After months of year-over-year decreases or minimal increases in volume, Catalog Tracker saw a double-digit increase in the number of consumer catalogs received. In October the service of Greenwich, CT-based list services firm Direct Media received 565 catalogs, up 12.3% from the 503 received in October 2004. It was in fact the greatest increase in year-over-year volume since January 2005, in which 19.4% more catalogs had been tallied than the previous January.

The percentage of books offering free shipping and handling rose as well, from 12% in October 2004 and 11% in September 2005 to 13%. But while the percentage offering deferred billing rose from 6% in October 2004 to 7% in October 2005, that was actually down from 8% in September 2005.

Just 20 catalogs, or 3.5%, highlighted on their covers their cut-off dates for Christmas delivery — though it’s a safe bet that in November and December we’ll have seen a rise in such cover lines. Among the October mailers, gifts merchant Art & Artifacts, decor books The Company Store and Company Kids, and women’s apparel cataloger/retailer Victoria’s Secret were the best bets for last-minute shoppers: They guaranteed delivery for in-stock items ordered as late as Dec. 23.

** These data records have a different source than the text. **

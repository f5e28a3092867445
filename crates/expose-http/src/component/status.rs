// Copyright (c) 2025 Zensical and contributors

// SPDX-License-Identifier: MIT
// Third-party contributions licensed under DCO

// Permission is hereby granted, free of charge, to any person obtaining a copy
// of this software and associated documentation files (the "Software"), to
// deal in the Software without restriction, including without limitation the
// rights to use, copy, modify, merge, publish, distribute, sublicense, and/or
// sell copies of the Software, and to permit persons to whom the Software is
// furnished to do so, subject to the following conditions:

// The above copyright notice and this permission notice shall be included in
// all copies or substantial portions of the Software.

// THE SOFTWARE IS PROVIDED "AS IS", WITHOUT WARRANTY OF ANY KIND, EXPRESS OR
// IMPLIED, INCLUDING BUT NOT LIMITED TO THE WARRANTIES OF MERCHANTABILITY,
// FITNESS FOR A PARTICULAR PURPOSE AND NON-INFRINGEMENT. IN NO EVENT SHALL THE
// AUTHORS OR COPYRIGHT HOLDERS BE LIABLE FOR ANY CLAIM, DAMAGES OR OTHER
// LIABILITY, WHETHER IN AN ACTION OF CONTRACT, TORT OR OTHERWISE, ARISING
// FROM, OUT OF OR IN CONNECTION WITH THE SOFTWARE OR THE USE OR OTHER DEALINGS
// IN THE SOFTWARE.

// ----------------------------------------------------------------------------

//! HTTP status.

// ----------------------------------------------------------------------------
// Enums
// ----------------------------------------------------------------------------

/// HTTP status.
///
/// Only the status codes that views and dispatchers actually produce are
/// defined here, which is a deliberately small subset.
#[derive(Clone, Copy, Debug, PartialEq, Eq, PartialOrd, Ord, Hash)]
pub enum Status {
    /// 200 OK
    Ok,
    /// 204 No Content
    NoContent,
    /// 404 Not Found
    NotFound,
    /// 405 Method Not Allowed
    MethodNotAllowed,
    /// 406 Not Acceptable
    NotAcceptable,
    /// 500 Internal Server Error
    InternalServerError,
}

// ----------------------------------------------------------------------------
// Implementations
// ----------------------------------------------------------------------------

impl Status {
    /// Returns the numeric status code.
    ///
    /// # Examples
    ///
    /// ```
    /// use expose_http::Status;
    ///
    /// // Obtain status code
    /// assert_eq!(Status::NotAcceptable.code(), 406);
    /// ```
    #[must_use]
    pub const fn code(&self) -> u16 {
        match self {
            Status::Ok => 200,
            Status::NoContent => 204,
            Status::NotFound => 404,
            Status::MethodNotAllowed => 405,
            Status::NotAcceptable => 406,
            Status::InternalServerError => 500,
        }
    }

    /// Returns the reason phrase.
    #[must_use]
    pub const fn name(&self) -> &'static str {
        match self {
            Status::Ok => "OK",
            Status::NoContent => "No Content",
            Status::NotFound => "Not Found",
            Status::MethodNotAllowed => "Method Not Allowed",
            Status::NotAcceptable => "Not Acceptable",
            Status::InternalServerError => "Internal Server Error",
        }
    }
}
// Copyright (c) 2025 Zensical and contributors

// SPDX-License-Identifier: MIT
// Third-party contributions licensed under DCO

// Permission is hereby granted, free of charge, to any person obtaining a copy
// of this software and associated documentation files (the "Software"), to
// deal in the Software without restriction, including without limitation the
// rights to use, copy, modify, merge, publish, distribute, sublicense, and/or
// sell copies of the Software, and to permit persons to whom the Software is
// furnished to do so, subject to the following conditions:

// The above copyright notice and this permission notice shall be included in
// all copies or substantial portions of the Software.

// THE SOFTWARE IS PROVIDED "AS IS", WITHOUT WARRANTY OF ANY KIND, EXPRESS OR
// IMPLIED, INCLUDING BUT NOT LIMITED TO THE WARRANTIES OF MERCHANTABILITY,
// FITNESS FOR A PARTICULAR PURPOSE AND NON-INFRINGEMENT. IN NO EVENT SHALL THE
// AUTHORS OR COPYRIGHT HOLDERS BE LIABLE FOR ANY CLAIM, DAMAGES OR OTHER
// LIABILITY, WHETHER IN AN ACTION OF CONTRACT, TORT OR OTHERWISE, ARISING
// FROM, OUT OF OR IN CONNECTION WITH THE SOFTWARE OR THE USE OR OTHER DEALINGS
// IN THE SOFTWARE.

// ----------------------------------------------------------------------------

//! HTTP response.

use super::component::{Header, Status};
use super::headers::Headers;

mod ext;

pub use ext::{ResponseExt, TEXT_PLAIN};

// ----------------------------------------------------------------------------
// Structs
// ----------------------------------------------------------------------------

/// HTTP response.
///
/// While all members of this struct are public, there are also dedicated
/// methods with identical names, providing a builder-like interface. Prefer
/// the constructors of [`ResponseExt`], which also set the content headers.
///
/// # Examples
///
/// ```
/// use expose_http::{Header, Response, Status};
///
/// // Create response
/// let res = Response::new()
///     .status(Status::Ok)
///     .header(Header::ContentType, "text/plain")
///     .header(Header::ContentLength, 13)
///     .body("Hello, world!");
/// ```
#[derive(Clone, Debug, PartialEq, Eq)]
pub struct Response {
    /// Response status.
    pub status: Status,
    /// Response headers.
    pub headers: Headers,
    /// Response body.
    pub body: Vec<u8>,
}

// ----------------------------------------------------------------------------
// Implementations
// ----------------------------------------------------------------------------

impl Response {
    /// Creates an empty `200 OK` response.
    #[inline]
    #[must_use]
    pub fn new() -> Self {
        Self::default()
    }

    /// Returns the value of the `Content-Type` header, if any.
    #[inline]
    #[must_use]
    pub fn content_type(&self) -> Option<&str> {
        self.headers.get(Header::ContentType)
    }
}

impl Response {
    /// Sets the status of the response.
    #[inline]
    #[must_use]
    pub fn status(mut self, status: Status) -> Self {
        self.status = status;
        self
    }

    /// Adds a header to the response.
    #[inline]
    #[must_use]
    pub fn header<V>(mut self, header: Header, value: V) -> Self
    where
        V: ToString,
    {
        self.headers.insert(header, value);
        self
    }

    /// Sets the body of the response.
    ///
    /// __Warning__: [`Header::ContentLength`] is not updated by this method,
    /// since it belongs to the low-level interface. The [`ResponseExt`]
    /// constructors take care of it.
    #[inline]
    #[must_use]
    pub fn body<B>(mut self, body: B) -> Self
    where
        B: Into<Vec<u8>>,
    {
        self.body = body.into();
        self
    }
}

// ----------------------------------------------------------------------------
// Trait implementations
// ----------------------------------------------------------------------------

impl Default for Response {
    #[inline]
    fn default() -> Self {
        Self {
            status: Status::Ok,
            headers: Headers::default(),
            body: Vec::default(),
        }
    }
}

As for the so-called war on Christmas — in which some pundits argue that the use of “Happy Holidays” rather than “Merry Christmas” is an attack on Christianity — the secularists appeared to be winning, at least judging by the names of the catalog editions received. Only 14 of the books were “Christmas” editions, whereas 190 had “holiday” in the edition title. Several catalogers did sidestep the entire issue rather creatively. Teen apparel mailer Alloy, for instance, dubbed its October issue “Bundle Up ’05”; children’s decor merchant Land of Nod went with the whimsical “Cirque du Fromage” — “Circus of Cheese” to Anglophones. Women’s apparel cataloger Newport News mailed a “Preholiday Sale” edition the week of Oct. 16…and just one week later followed up with its “Spring Style Preview.”